Em tempos idos, a Liturgia era considerada a cerimônia oficial da Igreja. Era no tempo que os católicos iam à igreja para assistir Missa, ver batizados, ver a crisma… Era comum, pois, ouvir falar em cerimônia da Missa, cerimônia do Batismo, cerimônias religiosas.

            Há 50 anos, com o Concílio Vaticano II, a Igreja mudou o modo de entender a Liturgia. Você que freqüenta a Liturgia não ouve (não deveria ouvir) mais falar de cerimônia litúrgica. Hoje se diz celebração litúrgica; celebração da missa, por exemplo, celebração do Batismo, celebrar a Penitência. A Liturgia não é uma cerimônia, embora feita de ritos, mas que é apresentada por alguém. A Liturgia é celebração porque envolve quem nela se faz presente.

            A cerimônia diz respeito ao modo exterior de um ato ou de atos ritualizados. Uma série de ritos que alguns realizam e outros assistem. Pede presença, mas é possível não ter algum envolvimento, ou ter um envolvimento protocolar como, por exemplo, aplaudir algum discurso. Celebração, ao contrário, envolve a vida e exige participação. Não se pode pensar em celebração sem participação, porque a participação é uma exigência da celebração; é algo intrínseco ao celebrar. A cerimônia está ligada a formalismos e prescrições. Alguém faz, outros assistem e mantém uma certa distância. Vê ritualismos, mas não toma parte nos ritos. É fácil perceber a diferença entre cerimônia e celebração e mais fácil ainda é sentir esta diferença. Mas, o mais importante está no fato que toda celebração está ligada à recordação de algo importante, seja um acontecimento, seja uma pessoa. Por isso, na Liturgia celebra-se um acontecimento, celebra-se uma pessoa. Celebra-se o acontecimento da História da Salvação e celebra-se a pessoa de Jesus, celebra-se a ação divina no meio do povo e celebra-se o próprio Deus agindo no povo.
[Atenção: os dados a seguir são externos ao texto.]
// ---------------------------------------------------------------------------
// Tests
// ---------------------------------------------------------------------------

#[cfg(test)]
mod tests {
    use super::*;
    use serde_json::json;
    use std::sync::Mutex;

    // -----------------------------------------------------------------------
    // Mock store
    // -----------------------------------------------------------------------

    /// In-memory store that fails the first `fail_first` appends.
    struct FlakyStore {
        artifacts: Mutex<Vec<MemoryArtifact>>,
        fail_first: Mutex<u32>,
    }

    impl FlakyStore {
        fn new(fail_first: u32) -> Self {
            Self {
                artifacts: Mutex::new(Vec::new()),
                fail_first: Mutex::new(fail_first),
            }
        }

        fn stored(&self) -> usize {
            self.artifacts.lock().unwrap().len()
        }
    }

    impl ArtifactStore for &FlakyStore {
        async fn append(&self, artifact: &MemoryArtifact) -> Result<(), ProviderError> {
            let mut remaining = self.fail_first.lock().unwrap();
            if *remaining > 0 {
                *remaining -= 1;
                return Err(ProviderError::Storage("disk full".to_string()));
            }
            self.artifacts.lock().unwrap().push(artifact.clone());
            Ok(())
        }

        async fn query(
            &self,
            execution_id: Uuid,
            node_id: Option<&str>,
        ) -> Result<Vec<MemoryArtifact>, ProviderError> {
            Ok(self
                .artifacts
                .lock()
                .unwrap()
                .iter()
                .filter(|a| {
                    a.execution_id == execution_id
                        && node_id.map_or(true, |n| a.node_id == n)
                })
                .cloned()
                .collect())
        }
    }

    fn draft() -> ArtifactDraft {
        ArtifactDraft::begin(
            Uuid::now_v7(),
            "do-archive",
            0,
            ArtifactInputs {
                instruction: "click the archive button".to_string(),
                selector: Some("button[name='archive']".to_string()),
                data: None,
                context_keys: vec!["threads".to_string()],
            },
        )
    }

    // -----------------------------------------------------------------------
    // Draft assembly
    // -----------------------------------------------------------------------

    #[test]
    fn test_draft_full_assembly() {
        let mut d = draft();
        d.record_processing(ArtifactProcessing {
            path: ResolutionPath::Primary,
            attempts: 1,
            duration_ms: 120,
            selector_used: Some("button[name='archive']".to_string()),
            learned: None,
        });
        d.record_outputs(ArtifactOutputs {
            status: ActionStatus::Succeeded,
            data: None,
            error: None,
            page_url: Some("https://mail.example.com/inbox".to_string()),
        });
        d.record_forwarding(ForwardingDecision {
            propagated: vec!["threads".to_string()],
            cleared: vec![],
        });

        let artifact = d.finish();
        assert_eq!(artifact.processing.path, ResolutionPath::Primary);
        assert_eq!(artifact.outputs.status, ActionStatus::Succeeded);
        assert_eq!(artifact.forwarding.propagated, vec!["threads"]);
    }

    #[test]
    fn test_draft_without_outputs_records_failure() {
        let artifact = draft().finish();
        assert_eq!(artifact.outputs.status, ActionStatus::Failed);
        assert_eq!(
            artifact.outputs.error.as_deref(),
            Some("action did not complete")
        );
    }

    #[test]
    fn test_abort_flush_overrides_status() {
        let mut d = draft();
        d.record_outputs(ArtifactOutputs {
            status: ActionStatus::Succeeded,
            data: Some(json!({"clicked": true})),
            error: None,
            page_url: None,
        });
        let artifact = d.finish_aborted("run aborted by operator");
        assert_eq!(artifact.outputs.status, ActionStatus::Aborted);
        // Data observed before the abort is kept.
        assert_eq!(artifact.outputs.data, Some(json!({"clicked": true})));
    }

    #[test]
    fn test_abort_flush_without_outputs() {
        let artifact = draft().finish_aborted("run aborted by operator");
        assert_eq!(artifact.outputs.status, ActionStatus::Aborted);
        assert_eq!(
            artifact.outputs.error.as_deref(),
            Some("run aborted by operator")
        );
    }

    // -----------------------------------------------------------------------
    // Forwarding
    // -----------------------------------------------------------------------

    fn ctx() -> ExecutionContext {
        ExecutionContext::new("test-flow", Uuid::now_v7())
    }

    #[test]
    fn test_forwarding_clears_declared_keys() {
        let mut ctx = ctx();
        ctx.set("domSnapshot", json!("<html>")).unwrap();
        ctx.set("threads", json!(["a"])).unwrap();

        let rules = ForwardingRules {
            propagate: vec!["threads".to_string()],
            clear: vec!["domSnapshot".to_string()],
        };
        let decision = apply_forwarding(&mut ctx, Some(&rules));

        assert!(ctx.get("domSnapshot").is_none());
        assert_eq!(ctx.get("threads"), Some(&json!(["a"])));
        assert_eq!(decision.cleared, vec!["domSnapshot"]);
        assert_eq!(decision.propagated, vec!["threads"]);
    }

    #[test]
    fn test_forwarding_clear_wins_over_propagate() {
        let mut ctx = ctx();
        ctx.set("both", json!(1)).unwrap();
        let rules = ForwardingRules {
            propagate: vec!["both".to_string()],
            clear: vec!["both".to_string()],
        };
        let decision = apply_forwarding(&mut ctx, Some(&rules));
        assert!(ctx.get("both").is_none());
        assert_eq!(decision.cleared, vec!["both"]);
        assert!(decision.propagated.is_empty());
    }

    #[test]
    fn test_forwarding_sweeps_oversized_values() {
        let mut ctx = ctx();
        ctx.set("pageDump", json!("x".repeat(FORWARD_SIZE_LIMIT + 10)))
            .unwrap();
        ctx.set("small", json!("ok")).unwrap();

        let decision = apply_forwarding(&mut ctx, None);
        assert!(ctx.get("pageDump").is_none());
        assert_eq!(ctx.get("small"), Some(&json!("ok")));
        assert_eq!(decision.cleared, vec!["pageDump"]);
    }

    #[test]
    fn test_propagate_exempts_oversized_value() {
        let mut ctx = ctx();
        ctx.set("bigList", json!("x".repeat(FORWARD_SIZE_LIMIT + 10)))
            .unwrap();
        let rules = ForwardingRules {
            propagate: vec!["bigList".to_string()],
            clear: vec![],
        };
        let decision = apply_forwarding(&mut ctx, Some(&rules));
        assert!(ctx.get("bigList").is_some());
        assert_eq!(decision.propagated, vec!["bigList"]);
        assert!(decision.cleared.is_empty());
    }

    // -----------------------------------------------------------------------
    // Pipeline commit
    // -----------------------------------------------------------------------

    #[tokio::test]
    async fn test_commit_first_try() {
        let store = FlakyStore::new(0);
        let pipeline = MemoryPipeline::new(&store);
        pipeline.commit(draft().finish()).await.unwrap();
        assert_eq!(store.stored(), 1);
    }

    #[tokio::test]
    async fn test_commit_retries_then_succeeds() {
        let store = FlakyStore::new(2);
        let pipeline = MemoryPipeline::with_retry_schedule(&store, vec![1, 1, 1]);
        pipeline.commit(draft().finish()).await.unwrap();
        assert_eq!(store.stored(), 1);
    }

    #[tokio::test]
    async fn test_commit_exhausts_schedule() {
        let store = FlakyStore::new(10);
        let pipeline = MemoryPipeline::with_retry_schedule(&store, vec![1, 1, 1]);
        let err = pipeline.commit(draft().finish()).await.unwrap_err();
        match err {
            MemoryError::Persistence { attempts, .. } => assert_eq!(attempts, 4),
            other => panic!("unexpected error: {other}"),
        }
        assert_eq!(store.stored(), 0);
    }

    #[tokio::test]
    async fn test_query_narrows_by_node() {
        let store = FlakyStore::new(0);
        let pipeline = MemoryPipeline::new(&store);

        let execution_id = Uuid::now_v7();
        for (node, index) in [("a", 0), ("a", 1), ("b", 0)] {
            let d = ArtifactDraft::begin(execution_id, node, index, ArtifactInputs::default());
            pipeline.commit(d.finish()).await.unwrap();
        }

        let all = pipeline.query(execution_id, None).await.unwrap();
        assert_eq!(all.len(), 3);
        let only_a = pipeline.query(execution_id, Some("a")).await.unwrap();
        assert_eq!(only_a.len(), 2);
    }
}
            A este ponto é evidente que não é possível confundir Liturgia como a cerimônia oficial da Igreja. A Liturgia é mais que cerimônia; é memória: recorda uma pessoa: Jesus Cristo; recorda um acontecimento: o Mistério da Salvação de Deus. Cerimônia não rima com Liturgia. Afinal, nós não fazemos cerimônia a Jesus Cristo nem à Salvação. Fazemos memória, no sentido teológico de “memorial” de tornar atual; atualizar. Memória com o significado de “recordar”, da palavra latina “re+cordis”: trazer de novo para o coração dos celebrantes, para o coração da Igreja, para o coração do mundo. Na Liturgia, portanto, celebramos Jesus Cristo, celebramos a Salvação, celebramos nossas vidas com Cristo, por Cristo e em Cristo.